Required action:
Where a line of the listing below includes the word "seed", reproduce that line.

Input for this task:
※ ※ ※

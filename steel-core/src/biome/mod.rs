//! Overworld biomes and the climate that places them.
//!
//! Biomes are static table entries; terrain generation only reads their key
//! and temperature. [`climate`] holds the parameter space, [`source`] the
//! biome sources and [`overworld`] the builder of the vanilla parameter list.

use std::sync::LazyLock;

use rustc_hash::FxHashMap;
use steel_utils::{
    BlockPos, ResourceLocation, WorldgenError,
    noise::PerlinSimplexNoise,
    random::{RandomSource, legacy_random::LegacyRandom},
};

pub mod climate;
pub mod overworld;
pub mod source;

pub use climate::{ClimateSampler, Parameter, ParameterList, ParameterPoint, TargetPoint};
pub use source::BiomeSource;

/// A reference to a biome of the static table.
pub type BiomeRef = &'static Biome;

/// Adjusts the base temperature by position.
#[derive(Debug, Clone, Copy, PartialEq, Eq)]
pub enum TemperatureModifier {
    /// Uses the base temperature.
    None,
    /// Patches of warmer water in frozen oceans.
    Frozen,
}

/// A biome and the climate values surface rules read from it.
#[derive(Debug, PartialEq)]
pub struct Biome {
    /// Position in the biome table.
    pub id: u16,
    /// The biome id.
    pub key: ResourceLocation,
    /// Base temperature.
    pub temperature: f32,
    /// Positional temperature adjustment.
    pub temperature_modifier: TemperatureModifier,
}

static TEMPERATURE_NOISE: LazyLock<PerlinSimplexNoise> = LazyLock::new(|| legacy_simplex(1234, &[0]));
static FROZEN_TEMPERATURE_NOISE: LazyLock<PerlinSimplexNoise> =
    LazyLock::new(|| legacy_simplex(3456, &[-2, -1, 0]));
static BIOME_INFO_NOISE: LazyLock<PerlinSimplexNoise> = LazyLock::new(|| legacy_simplex(2345, &[0]));

fn legacy_simplex(seed: u64, octaves: &[i32]) -> PerlinSimplexNoise {
    PerlinSimplexNoise::new(&mut RandomSource::Legacy(LegacyRandom::from_seed(seed)), octaves)
}

impl TemperatureModifier {
    fn modify(self, pos: BlockPos, temperature: f32) -> f32 {
        match self {
            Self::None => temperature,
            Self::Frozen => {
                let x = f64::from(pos.x);
                let z = f64::from(pos.z);
                let frozen = FROZEN_TEMPERATURE_NOISE.get_value(x * 0.05, z * 0.05, false) * 7.0;
                let info = BIOME_INFO_NOISE.get_value(x * 0.2, z * 0.2, false);
                if frozen + info < 0.3 && BIOME_INFO_NOISE.get_value(x * 0.09, z * 0.09, false) < 0.8 {
                    0.2
                } else {
                    temperature
                }
            }
        }
    }
}

impl Biome {
    const fn new(id: u16, path: &'static str, temperature: f32, modifier: TemperatureModifier) -> Self {
        Self {
            id,
            key: ResourceLocation::vanilla_static(path),
            temperature,
            temperature_modifier: modifier,
        }
    }

    /// Temperature at `pos`, cooling with height above `sea_level + 17`.
    #[must_use]
    pub fn temperature_at(&self, pos: BlockPos, sea_level: i32) -> f32 {
        let temperature = self.temperature_modifier.modify(pos, self.temperature);
        let snow_line = sea_level + 17;
        if pos.y > snow_line {
            let noise = (TEMPERATURE_NOISE.get_value(
                f64::from(pos.x as f32 / 8.0),
                f64::from(pos.z as f32 / 8.0),
                false,
            ) * 8.0) as f32;
            temperature - (noise + pos.y as f32 - snow_line as f32) * 0.05 / 40.0
        } else {
            temperature
        }
    }

    /// Whether precipitation falls as snow at `pos`.
    #[must_use]
    pub fn cold_enough_to_snow(&self, pos: BlockPos, sea_level: i32) -> bool {
        self.temperature_at(pos, sea_level) < 0.15
    }

    /// Whether an iceberg at `pos` is warm enough to thin out.
    #[must_use]
    pub fn should_melt_frozen_ocean_iceberg_slightly(&self, pos: BlockPos, sea_level: i32) -> bool {
        self.temperature_at(pos, sea_level) > 0.1
    }

    /// Whether both refer to the same biome.
    #[must_use]
    pub fn is(&self, other: BiomeRef) -> bool {
        self.id == other.id
    }

    /// Whether this is one of `others`.
    #[must_use]
    pub fn is_any(&self, others: &[BiomeRef]) -> bool {
        others.iter().any(|other| self.is(other))
    }
}

macro_rules! biomes {
    ($($name:ident = $id:literal, $path:literal, $temperature:literal $(, $modifier:ident)?;)*) => {
        /// The overworld biomes.
        #[allow(missing_docs)]
        pub mod vanilla {
            use super::{Biome, TemperatureModifier};

            $(
                pub static $name: Biome = Biome::new(
                    $id,
                    $path,
                    $temperature,
                    biomes!(@modifier $($modifier)?),
                );
            )*

            /// Every biome, indexed by id.
            pub static ALL: &[&Biome] = &[$(&$name),*];
        }
    };
    (@modifier) => { TemperatureModifier::None };
    (@modifier $modifier:ident) => { TemperatureModifier::$modifier };
}

biomes! {
    PLAINS = 0, "plains", 0.8;
    SUNFLOWER_PLAINS = 1, "sunflower_plains", 0.8;
    SNOWY_PLAINS = 2, "snowy_plains", 0.0;
    ICE_SPIKES = 3, "ice_spikes", 0.0;
    DESERT = 4, "desert", 2.0;
    SWAMP = 5, "swamp", 0.8;
    MANGROVE_SWAMP = 6, "mangrove_swamp", 0.8;
    FOREST = 7, "forest", 0.7;
    FLOWER_FOREST = 8, "flower_forest", 0.7;
    BIRCH_FOREST = 9, "birch_forest", 0.6;
    DARK_FOREST = 10, "dark_forest", 0.7;
    OLD_GROWTH_BIRCH_FOREST = 11, "old_growth_birch_forest", 0.6;
    OLD_GROWTH_PINE_TAIGA = 12, "old_growth_pine_taiga", 0.3;
    OLD_GROWTH_SPRUCE_TAIGA = 13, "old_growth_spruce_taiga", 0.25;
    TAIGA = 14, "taiga", 0.25;
    SNOWY_TAIGA = 15, "snowy_taiga", -0.5;
    SAVANNA = 16, "savanna", 2.0;
    SAVANNA_PLATEAU = 17, "savanna_plateau", 2.0;
    WINDSWEPT_HILLS = 18, "windswept_hills", 0.2;
    WINDSWEPT_GRAVELLY_HILLS = 19, "windswept_gravelly_hills", 0.2;
    WINDSWEPT_FOREST = 20, "windswept_forest", 0.2;
    WINDSWEPT_SAVANNA = 21, "windswept_savanna", 2.0;
    JUNGLE = 22, "jungle", 0.95;
    SPARSE_JUNGLE = 23, "sparse_jungle", 0.95;
    BAMBOO_JUNGLE = 24, "bamboo_jungle", 0.95;
    BADLANDS = 25, "badlands", 2.0;
    ERODED_BADLANDS = 26, "eroded_badlands", 2.0;
    WOODED_BADLANDS = 27, "wooded_badlands", 2.0;
    MEADOW = 28, "meadow", 0.5;
    CHERRY_GROVE = 29, "cherry_grove", 0.5;
    GROVE = 30, "grove", -0.2;
    SNOWY_SLOPES = 31, "snowy_slopes", -0.3;
    FROZEN_PEAKS = 32, "frozen_peaks", -0.7;
    JAGGED_PEAKS = 33, "jagged_peaks", -0.7;
    STONY_PEAKS = 34, "stony_peaks", 1.0;
    RIVER = 35, "river", 0.5;
    FROZEN_RIVER = 36, "frozen_river", 0.0;
    BEACH = 37, "beach", 0.8;
    SNOWY_BEACH = 38, "snowy_beach", 0.05;
    STONY_SHORE = 39, "stony_shore", 0.2;
    WARM_OCEAN = 40, "warm_ocean", 0.5;
    LUKEWARM_OCEAN = 41, "lukewarm_ocean", 0.5;
    DEEP_LUKEWARM_OCEAN = 42, "deep_lukewarm_ocean", 0.5;
    OCEAN = 43, "ocean", 0.5;
    DEEP_OCEAN = 44, "deep_ocean", 0.5;
    COLD_OCEAN = 45, "cold_ocean", 0.5;
    DEEP_COLD_OCEAN = 46, "deep_cold_ocean", 0.5;
    FROZEN_OCEAN = 47, "frozen_ocean", 0.0, Frozen;
    DEEP_FROZEN_OCEAN = 48, "deep_frozen_ocean", 0.5, Frozen;
    MUSHROOM_FIELDS = 49, "mushroom_fields", 0.9;
    DRIPSTONE_CAVES = 50, "dripstone_caves", 0.8;
    LUSH_CAVES = 51, "lush_caves", 0.5;
    DEEP_DARK = 52, "deep_dark", 0.8;
}

static BY_KEY: LazyLock<FxHashMap<&'static ResourceLocation, BiomeRef>> =
    LazyLock::new(|| vanilla::ALL.iter().map(|&biome| (&biome.key, biome)).collect());

/// Looks up a biome by key.
pub fn by_key(key: &ResourceLocation) -> Result<BiomeRef, WorldgenError> {
    BY_KEY
        .get(key)
        .copied()
        .ok_or_else(|| WorldgenError::UnknownBiome(key.clone()))
}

※ ※ ※

Exercise solution:
fn legacy_simplex(seed: u64, octaves: &[i32]) -> PerlinSimplexNoise {
    PerlinSimplexNoise::new(&mut RandomSource::Legacy(LegacyRandom::from_seed(seed)), octaves)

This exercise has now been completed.